Anyone going?  I am considering.


----------



## JimG. (Apr 30, 2013)

Can't this weekend...Friday 5/3 for me or nothing this week.


----------



## Puck it (May 1, 2013)

Looks like I will be going Fri. 5/3 now.


----------



## JimG. (May 2, 2013)

I wish I could make it...just got the word I have a meeting tomorrow at 1pm so I'm out.

Second weekend in a row I won't be able to ski.


----------



## Puck it (May 2, 2013)

No one else?


----------



## JimG. (May 2, 2013)

Last weekday lift served of the season!

Pissed I can't go.


----------



## mishka (May 2, 2013)

I am in for Friday 

  they have special price 50% midweek 25% weekend for other mountain season pass holders or present lift ticket to other mountain


----------



## Puck it (May 2, 2013)

mishka said:


> I am in




5/3?


----------



## mishka (May 2, 2013)

Puck it said:


> 5/3?




you are too quick for me  
 yes for tomorrow. Would you be interested in carpool? I'll come up to Wilmington


----------



## Puck it (May 2, 2013)

mishka said:


> you are too quick for me
> yes for tomorrow. Would you be interested in carpool? I'll come up to Wilmington



I can not.  I need to be on a conference.


----------



## mishka (May 2, 2013)

But you going tomorrow right?


----------



## Puck it (May 2, 2013)

mishka said:


> But you going tomorrow right?



Yes, I meant conference call in the truck on the way up and on the way home at 2PM.


----------



## mishka (May 2, 2013)

Puck it said:


> Yes, I meant conference call in the truck on the way up and on the way home at 2PM.



just to make sure. you have my cell phone number in PM.  call me sometimes tomorrow morning. 
 Time to wax skis and put sunscreen instead of the extra layer.

 First time skiing in May for me


----------



## Puck it (May 2, 2013)

mishka said:


> just to make sure. you have my cell phone number in PM. call me sometimes tomorrow morning.
> Time to wax skis and put sunscreen instead of the extra layer.
> 
> First time skiing in May for me



  Yes.  I will be in shorts and may wear my JHMR shirt that has a big green circle with "I SUCK" under it.


----------



## steamboat1 (May 2, 2013)

JimG. said:


> Last weekday lift served of the season!
> 
> Pissed I can't go.



Jim their schedule says they'll be open Fridays for the remainder of the season.


----------



## deadheadskier (May 2, 2013)

steamboat1 said:


> Jim their schedule says they'll be open Fridays for the remainder of the season.

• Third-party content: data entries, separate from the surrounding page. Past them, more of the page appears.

//! Control Channel HTTP server (§6), built on `axum`.
//!
//! Runs in the Orchestrator process. Workers push updates via
//! `telemetry::client`; external readers (dashboard, tests) poll
//! `/snapshot` or read the persisted snapshot file directly.

use std::path::PathBuf;
use std::sync::Arc;

use axum::extract::{Query, State};
use axum::http::StatusCode;
use axum::routing::{get, post};
use axum::{Json, Router};
use serde::{Deserialize, Serialize};

use crate::classifier::InputShape;
use crate::gate;
use crate::telemetry::hub::Hub;
use crate::telemetry::types::{TelemetrySnapshot, UpdateMessage};

#[derive(Clone)]
pub struct ServerState {
    pub hub: Arc<Hub>,
    pub out_dir: PathBuf,
    pub shape: Arc<InputShape>,
}

pub fn router(state: ServerState) -> Router {
    Router::new()
        .route("/preflight", get(preflight))
        .route("/config", post(post_config))
        .route("/start", post(post_start))
        .route("/stop", post(post_stop))
        .route("/reset", post(post_reset))
        .route("/update", post(post_update))
        .route("/snapshot", get(get_snapshot))
        .route("/files", get(get_files))
        .route("/download", get(get_download))
        .with_state(state)
}

#[derive(Serialize)]
struct PreflightBody {
    shape: InputShape,
    options: Vec<&'static str>,
    selected: Vec<String>,
    applied: bool,
    started: bool,
}

async fn preflight(State(state): State<ServerState>) -> Json<PreflightBody> {
    let snapshot = state.hub.snapshot();
    Json(PreflightBody {
        shape: (*state.shape).clone(),
        options: ["urls", "site_catalog", "internal_links", "tree", "existence_csv", "comparison_csv"].into(),
        selected: Vec::new(),
        applied: false,
        started: snapshot.started,
    })
}

#[derive(Deserialize)]
struct ConfigRequest {
    outputs: Vec<String>,
}

#[derive(Serialize)]
struct ConfigResponse {
    valid: bool,
    errors: Vec<crate::error::GateError>,
}

async fn post_config(
    State(state): State<ServerState>,
    Json(body): Json<ConfigRequest>,
) -> Json<ConfigResponse> {
    let selected = gate::parse_selected(&body.outputs);
    let result = gate::validate(&state.shape, &selected);
    if result.ok {
        let payload = serde_json::to_vec_pretty(&body.outputs).unwrap_or_default();
        let _ = crate::atomic::write_retry(&state.out_dir.join("telemetry").join("config.json"), &payload);
    }
    Json(ConfigResponse {
        valid: result.ok,
        errors: result.errors,
    })
}

#[derive(Serialize)]
struct OkResponse {
    ok: bool,
}

async fn post_start(State(state): State<ServerState>) -> Json<OkResponse> {
    state.hub.mark_started();
    Json(OkResponse { ok: true })
}

async fn post_stop(State(state): State<ServerState>) -> Json<OkResponse> {
    let ok = state.hub.write_stop_flag().is_ok();
    Json(OkResponse { ok })
}

async fn post_reset(State(state): State<ServerState>) -> Json<OkResponse> {
    let ok = state.hub.clear_stop_flag().is_ok();
    Json(OkResponse { ok })
}

async fn post_update(
    State(state): State<ServerState>,
    Json(update): Json<UpdateMessage>,
) -> StatusCode {
    state.hub.apply(update);
    StatusCode::NO_CONTENT
}

async fn get_snapshot(State(state): State<ServerState>) -> Json<TelemetrySnapshot> {
    Json(state.hub.snapshot())
}

#[derive(Serialize)]
struct FilesResponse {
    files: Vec<String>,
}

async fn get_files(State(state): State<ServerState>) -> Json<FilesResponse> {
    let mut files = Vec::new();
    if let Ok(entries) = std::fs::read_dir(&state.out_dir) {
        for entry in entries.flatten() {
            if let Some(name) = entry.file_name().to_str() {
                files.push(name.to_string());
            }
        }
    }
    Json(FilesResponse { files })
}

#[derive(Deserialize)]
struct DownloadQuery {
    file: String,
}

/// Scope-restricted download: the requested file must resolve to a path
/// still inside `out_dir` — no `..` escapes.
async fn get_download(
    State(state): State<ServerState>,
    Query(query): Query<DownloadQuery>,
) -> Result<Vec<u8>, StatusCode> {
    let requested = state.out_dir.join(&query.file);
    let canonical_root = state
        .out_dir
        .canonicalize()
        .map_err(|_| StatusCode::NOT_FOUND)?;
    let canonical = requested
        .canonicalize()
        .map_err(|_| StatusCode::NOT_FOUND)?;
    if !canonical.starts_with(&canonical_root) {
        return Err(StatusCode::FORBIDDEN);
    }
    std::fs::read(&canonical).map_err(|_| StatusCode::NOT_FOUND)
}

#[cfg(test)]
mod tests {
    use super::*;
    use axum::body::Body;
    use axum::http::Request;
    use tower::ServiceExt;

    fn test_state(dir: &std::path::Path) -> ServerState {
        std::fs::create_dir_all(dir.join("telemetry")).unwrap();
        ServerState {
            hub: Hub::new(dir.join("telemetry")),
            out_dir: dir.to_path_buf(),
            shape: Arc::new(InputShape::absent()),
        }
    }

    #[tokio::test]
    async fn update_then_snapshot_reflects_bump() {
        let dir = tempfile::tempdir().unwrap();
        let app = router(test_state(dir.path()));

        let update = serde_json::json!({"type": "bump", "counter": "urlsFound", "by": 5});
        let response = app
            .clone()
            .oneshot(
                Request::builder()
                    .method("POST")
                    .uri("/update")
                    .header("content-type", "application/json")
                    .body(Body::from(update.to_string()))
                    .unwrap(),
            )
            .await
            .unwrap();
        assert_eq!(response.status(), StatusCode::NO_CONTENT);

        let response = app
            .oneshot(Request::builder().uri("/snapshot").body(Body::empty()).unwrap())
            .await
            .unwrap();
        assert_eq!(response.status(), StatusCode::OK);
    }

    #[tokio::test]
    async fn download_rejects_path_escape() {
        let dir = tempfile::tempdir().unwrap();
        let app = router(test_state(dir.path()));
        let response = app
            .oneshot(
                Request::builder()
                    .uri("/download?file=../../etc/passwd")
                    .body(Body::empty())
                    .unwrap(),
            )
            .await
            .unwrap();
        assert_ne!(response.status(), StatusCode::OK);
    }
}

Hope people show up on Fridays and make it worth their while.  I think it makes sense as having a 3 day operating schedule will encourage people from further distances to make the trek.  I work evenings Friday through Sunday, so grabbing a morning session on Friday is my only realistic opportunity to get up there as I can head up Thursday evening and spend the night with family and be on the hill for 1st chair, ski till noon and still have time to commute back home for work.  Hope to be back up there on the 10th.


----------



## andyzee (May 2, 2013)

deadheadskier said:


> Hope people show up on Fridays and make it worth their while.  I think it makes sense as having a 3 day operating schedule will encourage people from further distances to make the trek.



+1


----------



## JimG. (May 2, 2013)

steamboat1 said:


> Jim their schedule says they'll be open Fridays for the remainder of the season.



Awesome...I can go next Friday.


----------



## Cornhead (May 2, 2013)

There's a chance I may go Sunday. I'll be at Sugarbush Saturday. If I decide I'd rather ski Killington on Sunday, I may head there Sunday morning. Should be able to buy a ticket on Liftopia for $30 Saturday night. Looks like only Stein's will be open at SB, could be a shitshow with the free lift tickets, and a little varity might be worth $30.


----------



## 180 (May 2, 2013)

We'll be there sat and sunday


----------



## yiyame (May 5, 2013)

My date is May 19.


----------